Si cette première partie parle des principes du libéralisme, la deuxième partie est consacrée à Mon travail, mon argent, vus par des libéraux.
Il n'est pas inutile de rappeler ce qu'implique la propriété de soi pour un libéral, et, pour ce faire, je reviens à la définition d'Henri Lepage, que j'ai citée dans mon premier article:
"La propriété de soi - que personne ne peut contester - implique celle de son travail, sinon on
est réduit à une situation d'esclave (donc le contraire de la liberté), mais aussi celle des fruits de son travail (pour les mêmes raisons) et, par extension, des ressources naturelles auxquelles
on a mêlé son labeur."(Henri Lepage, Libéralisme et propriété privée)
La propriété de soi commence par la liberté d'être et la responsabilité qui en est le corollaire. Une femme libre exhorte donc les êtres libres à s'exprimer en ce sens:
"Au nom de votre liberté, affirmez-vous et déclarez votre intention: "Laissez-moi exister en toute liberté, laissez-moi penser par moi-même et agir selon ma
conscience; j'assume mes besoins comme mes choix, et je choisis d'être cet individu libre et heureux. Alors, ne me dites pas qui je devrais être, parce que voici qui je suis."
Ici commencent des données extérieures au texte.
use serde::{Deserialize, Serialize};
use serde_json::Value;

use crate::core::types::{ObjectClass, ObjectId};

/// Key of the single-entry JSON object used to link to another platform object
pub const LINK_KEY: &str = "$dnanexus_link";

/// A column of a gtable
#[derive(Debug, Clone, PartialEq, Eq, Serialize, Deserialize)]
pub struct ColumnSpec {
    pub name: String,

    /// Declared column type (`string`, `int64`, `double`, ...)
    #[serde(rename = "type")]
    pub column_type: String,
}

impl ColumnSpec {
    pub fn new(name: impl Into<String>, column_type: impl Into<String>) -> Self {
        Self {
            name: name.into(),
            column_type: column_type.into(),
        }
    }
}

/// An index declared over the columns of a gtable
#[derive(Debug, Clone, PartialEq, Eq, Serialize, Deserialize)]
pub struct IndexSpec {
    pub name: String,

    /// Index kind; genomic range indices use `genomic`
    #[serde(rename = "type")]
    pub index_type: String,

    /// Chromosome column of a genomic index
    #[serde(default, skip_serializing_if = "Option::is_none")]
    pub chr: Option<String>,

    /// Low coordinate column of a genomic index
    #[serde(default, skip_serializing_if = "Option::is_none")]
    pub lo: Option<String>,

    /// High coordinate column of a genomic index
    #[serde(default, skip_serializing_if = "Option::is_none")]
    pub hi: Option<String>,
}

impl IndexSpec {
    /// A genomic range index over the given columns
    pub fn genomic(
        name: impl Into<String>,
        chr: impl Into<String>,
        lo: impl Into<String>,
        hi: impl Into<String>,
    ) -> Self {
        Self {
            name: name.into(),
            index_type: "genomic".to_string(),
            chr: Some(chr.into()),
            lo: Some(lo.into()),
            hi: Some(hi.into()),
        }
    }
}

/// Metadata describing a platform object, as returned by the object store
#[derive(Debug, Clone, Serialize, Deserialize)]
pub struct ObjectDescription {
    pub id: ObjectId,

    pub class: ObjectClass,

    /// Semantic types attached to the object (e.g. `gri`, `ContigSet`)
    #[serde(default)]
    pub types: Vec<String>,

    /// Column schema (gtables only)
    #[serde(default, skip_serializing_if = "Vec::is_empty")]
    pub columns: Vec<ColumnSpec>,

    /// Declared indices (gtables only)
    #[serde(default, skip_serializing_if = "Vec::is_empty")]
    pub indices: Vec<IndexSpec>,

    /// Free-form details document
    #[serde(default)]
    pub details: Value,

    /// Size in bytes (files only)
    #[serde(default, skip_serializing_if = "Option::is_none")]
    pub size: Option<u64>,

    /// Number of rows (gtables only)
    #[serde(default, skip_serializing_if = "Option::is_none")]
    pub length: Option<u64>,
}

impl ObjectDescription {
    pub fn new(id: ObjectId, class: ObjectClass) -> Self {
        Self {
            id,
            class,
            types: Vec::new(),
            columns: Vec::new(),
            indices: Vec::new(),
            details: Value::Null,
            size: None,
            length: None,
        }
    }

    #[must_use]
    pub fn with_types<I, S>(mut self, types: I) -> Self
    where
        I: IntoIterator<Item = S>,
        S: Into<String>,
    {
        self.types = types.into_iter().map(Into::into).collect();
        self
    }

    #[must_use]
    pub fn with_columns(mut self, columns: Vec<ColumnSpec>) -> Self {
        self.columns = columns;
        self
    }

    #[must_use]
    pub fn with_index(mut self, index: IndexSpec) -> Self {
        self.indices.push(index);
        self
    }

    #[must_use]
    pub fn with_details(mut self, details: Value) -> Self {
        self.details = details;
        self
    }

    #[must_use]
    pub fn with_size(mut self, size: u64) -> Self {
        self.size = Some(size);
        self
    }

    #[must_use]
    pub fn has_type(&self, object_type: &str) -> bool {
        self.types.iter().any(|t| t == object_type)
    }

    /// Find a column by name, returning its position and spec
    #[must_use]
    pub fn column(&self, name: &str) -> Option<(usize, &ColumnSpec)> {
        self.columns.iter().enumerate().find(|(_, c)| c.name == name)
    }

    /// Find an index by name
    #[must_use]
    pub fn index(&self, name: &str) -> Option<&IndexSpec> {
        self.indices.iter().find(|i| i.name == name)
    }
}

/// Parse a link value into the ID it points to.
///
/// Accepts both `{"$dnanexus_link": "<id>"}` and
/// `{"$dnanexus_link": {"id": "<id>", "project": ...}}`. Returns None for
/// anything else, including links whose ID is malformed.
#[must_use]
pub fn parse_link(value: &Value) -> Option<ObjectId> {
    let map = value.as_object()?;
    if map.len() != 1 {
        return None;
    }

    let id = match map.get(LINK_KEY)? {
        Value::String(id) => id.as_str(),
        Value::Object(inner) => inner.get("id")?.as_str()?,
        _ => return None,
    };

    ObjectId::parse(id)
}

/// Build a link value pointing at an object
#[must_use]
pub fn make_link(id: &ObjectId) -> Value {
    serde_json::json!({ LINK_KEY: id.as_str() })
}

#[cfg(test)]
mod tests {
    use super::*;
    use serde_json::json;

    #[test]
    fn test_parse_link_simple() {
        let link = json!({"$dnanexus_link": "record-000000000000000000000001"});
        let id = parse_link(&link).unwrap();
        assert_eq!(id.as_str(), "record-000000000000000000000001");
    }

    #[test]
    fn test_parse_link_with_project() {
        let link = json!({"$dnanexus_link": {
            "project": "project-000000000000000000000009",
            "id": "record-000000000000000000000001"
        }});
        assert!(parse_link(&link).is_some());
    }

    #[test]
    fn test_parse_link_invalid() {
        assert!(parse_link(&json!("record-000000000000000000000001")).is_none());
        assert!(parse_link(&json!({"$dnanexus_link": 42})).is_none());
        assert!(parse_link(&json!({"$dnanexus_link": "record-bad"})).is_none());
        assert!(parse_link(&json!({
            "$dnanexus_link": "record-000000000000000000000001",
            "extra": true
        }))
        .is_none());
    }

    #[test]
    fn test_make_link_round_trip() {
        let id = ObjectId::new("file-000000000000000000000002");
        assert_eq!(parse_link(&make_link(&id)), Some(id));
    }

    #[test]
    fn test_description_from_json() {
        let desc: ObjectDescription = serde_json::from_value(json!({
            "id": "gtable-000000000000000000000001",
            "class": "gtable",
            "types": ["gri", "Spans"],
            "columns": [
                {"name": "chr", "type": "string"},
                {"name": "lo", "type": "int32"},
                {"name": "hi", "type": "int32"}
            ],
            "indices": [{"name": "gri", "type": "genomic", "chr": "chr", "lo": "lo", "hi": "hi"}],
            "details": {}
        }))
        .unwrap();

        assert!(desc.has_type("gri"));
        assert_eq!(desc.column("lo").map(|(i, _)| i), Some(1));
        assert_eq!(desc.index("gri").unwrap().index_type, "genomic");
        assert!(desc.size.is_none());
    }
}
(Héloïse De Smet, Exister en toute liberté)
La propriété de son travail est incompatible avec l'existence de privilèges. Par exemple, sous la pression des auto-taxis, un moto-taxi n'a tout simplement pas le droit d'exister en France
et même de porter le nom de taxi:
"Je ne suis pas libre de travailler dans le pays où "liberté" est inscrit sur tous les frontons des mairies. Plus précisément, l'Etat ne me laisse pas la possibilité
d'utiliser le marché librement, c'est-à-dire offrir l'activité de transport de personne à moto, en réponse à une clientèle demandeuse de ce service." (Stanislas Mozoluk,
Taxi! Vous êtes libre?)
De la propriété de son travail découle la liberté de commercer:
"L'échange commercial permet au vendeur et à l'acheteur de convenir d'un prix qui assure aux deux parties un avantage: l'achat d'un bien procurera à son acheteur un avantage d'une valeur qu'il aura estimée supérieure à l'argent dépensé pour son acquisition; réciproquement, la vente de ce bien aura apporté au vendeur un revenu qu'il considère de valeur supérieure à l'exercice de la seule détention, ou propriété, de ce qui fut son bien." (Pierre-Yves Novalet, La liberté de commercer)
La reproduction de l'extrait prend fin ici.